Olympics bomber to avoid death in plea bargain
Eric Rudolph plans to explain how and why he committed a string of deadly bombings starting with a blast at the Atlanta Olympics in 1996 – but not just yet, his lawyer said on the eve of court appearances.
Rudolph, due in court today for twin hearings in Alabama and Georgia where he is set to plead guilty to four bombings, will do the minimum required by law to convince a judge of his guilt: Answering “yes” when asked if he agrees with evidence laid out by prosecutors.
“I think Mr Rudolph will say that’s what the government could prove if they went to trial,” defence lawyer Bill Bowen said. “It’s mainly just yes and no questions.”
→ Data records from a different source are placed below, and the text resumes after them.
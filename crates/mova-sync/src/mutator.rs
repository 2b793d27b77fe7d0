//! Optimistic mutation application.
//!
//! `apply` validates, transforms the local copy, enqueues it on the record
//! store, and only then issues the remote write, fire-and-forget. The UI
//! path never waits on the network. A failed remote write is logged and the
//! record is marked `Diverged`; it is NOT rolled back. The divergence lasts
//! until the next authoritative read (realtime event or refetch) overwrites
//! the record.

use std::sync::Arc;

use chrono::Utc;
use mova_core::{
    validate_rating, Notification, NotificationKind, Order, OrderId, OrderStatus, Review, Role,
    SubscriptionSignal, SubscriptionStatus, UserId, UserProfile,
};
use mova_backend::{DataStore, Session};
use mova_store::{RecordStoreHandle, WriteSource};
use mova_telemetry::Metrics;
use tracing::{debug, warn};

use crate::error::{MutationError, MutationResult};
use crate::mutation::Mutation;

/// One record write produced by a mutation transform.
///
/// The same plan drives both sides: the local enqueue (synchronous, before
/// any network) and the remote write (spawned, best effort).
#[derive(Debug, Clone)]
enum Write {
    PutOrder(Order),
    DropOrder(OrderId),
    PutProfile(UserProfile),
}

/// Applies mutations optimistically and mirrors them to the remote store.
pub struct OptimisticMutator {
    actor: Session,
    store: RecordStoreHandle,
    remote: Arc<dyn DataStore>,
}
impl ReconcileLoop {
    pub fn new(
        config: ReconcileConfig,
        actor: Session,
        store: RecordStoreHandle,
        remote: Arc<dyn DataStore>,
        mutator: Arc<OptimisticMutator>,
        trigger_rx: mpsc::Receiver<()>,
    ) -> Self {
        Self {
            config,
            actor,
            store,
            remote,
            mutator,
            trigger_rx,
        }
    }

    /// Run until the trigger channel closes (store shutdown).
    pub async fn run(mut self) {
        info!(
            interval_secs = self.config.interval_secs,
            actor = %self.actor.user_id,
            "ReconcileLoop started"
        );

        let mut ticker = tokio::time::interval(Duration::from_secs(self.config.interval_secs));
        ticker.set_missed_tick_behavior(tokio::time::MissedTickBehavior::Skip);

        loop {
            tokio::select! {
                _ = ticker.tick() => {}
                triggered = self.trigger_rx.recv() => {
                    if triggered.is_none() {
                        debug!("reconcile trigger closed, stopping");
                        break;
                    }
                }
            }
            if self.config.enabled {
                self.tick().await;
            }
        }
    }

    /// One reconciliation pass.
    ///
    /// Only the executor's own row is corrected; the customer side needs no
    /// healing (its single field is written directly by the customer).
    pub async fn tick(&self) {
        if self.actor.role != Role::Executor {
            return;
        }
        let Some(profile) = self.store.get_profile(&self.actor.user_id) else {
            debug!("own profile not loaded, skipping tick");
            return;
        };

        match profile.subscription_status {
            SubscriptionStatus::Pending => self.check_pending(&profile).await,
            SubscriptionStatus::Active => self.check_active(&profile).await,
            SubscriptionStatus::None | SubscriptionStatus::Expired => {}
        }
    }

    /// Pending: the customer may have confirmed or rejected since we asked.
    async fn check_pending(&self, profile: &UserProfile) {
        let SubscriptionSignal::Requested(customer_id) = &profile.subscription_request else {
            return;
        };
        let Some(customer) = self.fetch_counterpart(customer_id).await else {
            return;
        };

        if customer.subscribed_executor_id.as_ref() == Some(&self.actor.user_id) {
            // Confirmed: activate and stamp the term.
            let now = Utc::now();
            let end = now + chrono::Duration::days(self.config.subscription_term_days);
            info!(customer = %customer_id, "subscription confirmed, activating");
            Metrics::reconcile_correction("pending_to_active");
            self.correct(ProfilePatch {
                subscription_status: Some(SubscriptionStatus::Active),
                subscription_start_date: Some(Some(now)),
                subscription_end_date: Some(Some(end)),
                subscribed_to_customer_id: Some(Some(customer_id.clone())),
                subscription_request: Some(SubscriptionSignal::None),
                ..ProfilePatch::default()
            })
            .await;
        } else if customer.subscription_request
            == SubscriptionSignal::Rejected(self.actor.user_id.clone())
        {
            info!(customer = %customer_id, "subscription request rejected");
            Metrics::reconcile_correction("pending_rejected");
            self.correct(ProfilePatch {
                subscription_status: Some(SubscriptionStatus::None),
                subscription_request: Some(SubscriptionSignal::None),
                ..ProfilePatch::default()
            })
            .await;
        }
    }

    /// Active: the customer may have cancelled or subscribed elsewhere, or
    /// the term may have lapsed.
    async fn check_active(&self, profile: &UserProfile) {
        let Some(customer_id) = &profile.subscribed_to_customer_id else {
            return;
        };
        let Some(customer) = self.fetch_counterpart(customer_id).await else {
            return;
        };

        if customer.subscribed_executor_id.as_ref() != Some(&self.actor.user_id) {
            info!(customer = %customer_id, "subscription asymmetry detected, clearing");
            Metrics::reconcile_correction("active_cancelled");

            let notification = Notification::new(
                NotificationKind::Warning,
                "Subscription",
                "Your subscription was cancelled by the customer",
            );
            // Repeated ticks before the correction durably saves must not
            // stack entries; the window dedupe absorbs them.
            let (notifications, appended) = append_notification(
                &profile.notifications,
                notification,
                DedupePolicy::TitleAndRecentMessage {
                    window_seconds: self.config.cancel_notice_window_seconds,
                },
                Utc::now(),
            );
            if appended {
                Metrics::notification_appended("warning");
            }

            self.correct(ProfilePatch {
                subscription_status: Some(SubscriptionStatus::None),
                subscription_start_date: Some(None),
                subscription_end_date: Some(None),
                subscribed_to_customer_id: Some(None),
                notifications: Some(notifications),
                ..ProfilePatch::default()
            })
            .await;
            return;
        }

        if let Some(end) = profile.subscription_end_date {
            if end < Utc::now() {
                info!(customer = %customer_id, "subscription term lapsed");
                Metrics::reconcile_correction("active_expired");
                self.correct(ProfilePatch {
                    subscription_status: Some(SubscriptionStatus::Expired),
                    ..ProfilePatch::default()
                })
                .await;
            }
        }
    }

    /// Freshly fetch the counterpart row.
    ///
    /// A missing or unreadable counterpart skips this tick's correction; the
    /// next tick retries against whatever state exists then.
    async fn fetch_counterpart(&self, customer_id: &UserId) -> Option<UserProfile> {
        match self.remote.fetch_profile(customer_id).await {
            Ok(Some(customer)) => Some(customer),
            Ok(None) => {
                debug!(customer = %customer_id, "counterpart missing, skipping correction");
                None
            }
            Err(error) => {
                warn!(customer = %customer_id, %error, "counterpart fetch failed, skipping correction");
                None
            }
        }
    }

    /// Issue a correction through the normal optimistic path.
    async fn correct(&self, patch: ProfilePatch) {
        if let Err(error) = self.mutator.apply(Mutation::UpdateProfile { patch }).await {
            warn!(%error, "reconcile correction rejected");
        }
    }
}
Sometime after the plea hearings, Bowen said, Rudolph intends to release a written statement explaining the bombings, which killed a woman at the Olympics and a police officer at an abortion clinic in Birmingham in 1998.
Rudolph, who also has confessed to planting bombs at a gay bar and an abortion clinic in Atlanta in 1997, will receive four consecutive life terms instead of facing the possibility of a death sentence if judges accept the deal.
Rudolph, believed to be a follower of a white supremacist religion that is anti-abortion, anti-gay and anti-Semitic, eluded a five-year manhunt in the Appalachian wilderness. He was captured in 2003.